Senator’s Switch to Spanish in High Court Hearings Called ‘Savvy’

‘Padilla was savvy enough to know that Spanish-language media would run his statements without filter, and on the A-block of their prime-time evening newscasts.’

Senator Padilla speaks during a confirmation hearing for the Supreme Court nominee, Ketanji Brown Jackson, March 21, 2022. AP/J. Scott Applewhite, pool

In another sign of the growing clout of Hispanic voters in American politics, a United States senator took the unusual step of delivering part of his opening statement during an official proceeding in a language other than English.

During Monday’s Judiciary Committee hearings for the Supreme Court nominee, Ketanji Brown Jackson, Senator Padilla began his opening statements in support of Ms. Brown Jackson’s nomination in English.

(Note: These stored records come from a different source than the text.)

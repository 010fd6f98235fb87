// Copyright 2025 the Understory Authors
// SPDX-License-Identifier: Apache-2.0 OR MIT

use thiserror::Error;

/// Errors surfaced by configuration and explicit scale requests.
///
/// Gesture input never produces an error: continuous gestures are clamped
/// instead of rejected. Absent content is not an error either; operations that
/// need an attached image simply do nothing.
#[derive(Clone, Copy, Debug, PartialEq, Error)]
pub enum Error {
    /// The minimum scale must be finite and strictly positive.
    #[error("minimum scale must be finite and greater than zero, got {minimum}")]
    InvalidMinimumScale {
        /// Rejected minimum.
        minimum: f64,
    },

    /// The minimum scale exceeds the medium scale.
    #[error("minimum scale {minimum} must not exceed medium scale {medium}")]
    MinimumAboveMedium {
        /// Rejected minimum.
        minimum: f64,
        /// Medium it was checked against.
        medium: f64,
    },

    /// The medium scale exceeds the maximum scale.
    #[error("medium scale {medium} must not exceed maximum scale {maximum}")]
    MediumAboveMaximum {
        /// Rejected medium.
        medium: f64,
        /// Maximum it was checked against.
        maximum: f64,
    },

    /// An explicit scale request fell outside the configured limits.
    #[error("scale {scale} is outside of [{minimum}, {maximum}]")]
    ScaleOutOfRange {
        /// Requested scale.
        scale: f64,
        /// Configured minimum.
        minimum: f64,
        /// Configured maximum.
        maximum: f64,
    },

    /// Animation durations must be non-zero.
    #[error("animation duration must be greater than zero")]
    ZeroDuration,

    /// A size-morph endpoint does not show any part of the image.
    #[error("morph frame shows no content")]
    EmptyMorphFrame,
}

/// Result type used throughout this crate.
pub type Result<T, E = Error> = core::result::Result<T, E>;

Before closing, however, he paused and said he wanted to share a few words in Spanish about the nomination.

“La Corte Suprema decide docenas de casos cada año que afectan nuestras vidas y derechos fundamentales de los estadounidenses,” Mr. Padilla said. “Espero escuchar mas sobre la jueza y las perspectivas importantes y necesarias que traería a la Corte Suprema.”

Translated, the Democrat of California said, “The Supreme Court decides dozens of cases every year that affect the lives and fundamental rights of the people of the United States … I hope to hear more about the judge and the necessary and important perspectives she will bring to the Supreme Court.”

A Republican political observer, Jorge Bonilla of the conservative Media Research Center, described Mr. Padilla’s remarks as “wholly performative” but effective nonetheless.

“Padilla was savvy enough to know that Spanish-language media would run his statements without filter, and on the A-block of their prime-time evening newscasts,” Mr. Bonilla, who runs the MRC’s Spanish-language arm, said. 

Hearing a language other than English in official proceedings of the Congress is not unheard of, but it is certainly unusual. Senator Kaine, a Virginia Democrat who learned Spanish while working at a Jesuit school in Honduras, made history in 2013 when he became the first senator to deliver a full speech on the floor of the Senate in a language other than English.

Mr. Kaine’s 13-minute speech in Spanish, on the topic of immigration reform, required the unanimous consent of the Senate. He also was obliged to enter an English translation of his remarks into the Congressional Record.

Prior to that, only snippets of Spanish had been heard during Senate floor speeches. Senator Inhofe of Oklahoma made some brief statements in Spanish on the floor in 2003 in support of a Hispanic nominee to the D.C. Circuit Court of Appeals. He did so again in 2005.

That same year, Senator Martinez of Florida, a Cuban immigrant, spoke Spanish on the floor of the Senate in a speech about President Bush’s nomination of Alberto Gonzales to be attorney general.  

Mr. Inhofe made news a year later when he proposed an amendment to an immigration bill that would have made English the national language of the United States.

In the House of Representatives, Spanish has also been heard only sparingly over the years. In 1981, a Texas congressman — Mickey Leland — expressed his support for a language provision in the Voting Rights Act in Spanish, an effort that was greeted with words of solidarity in Italian from a representative from New Jersey, Millicent Fenwick.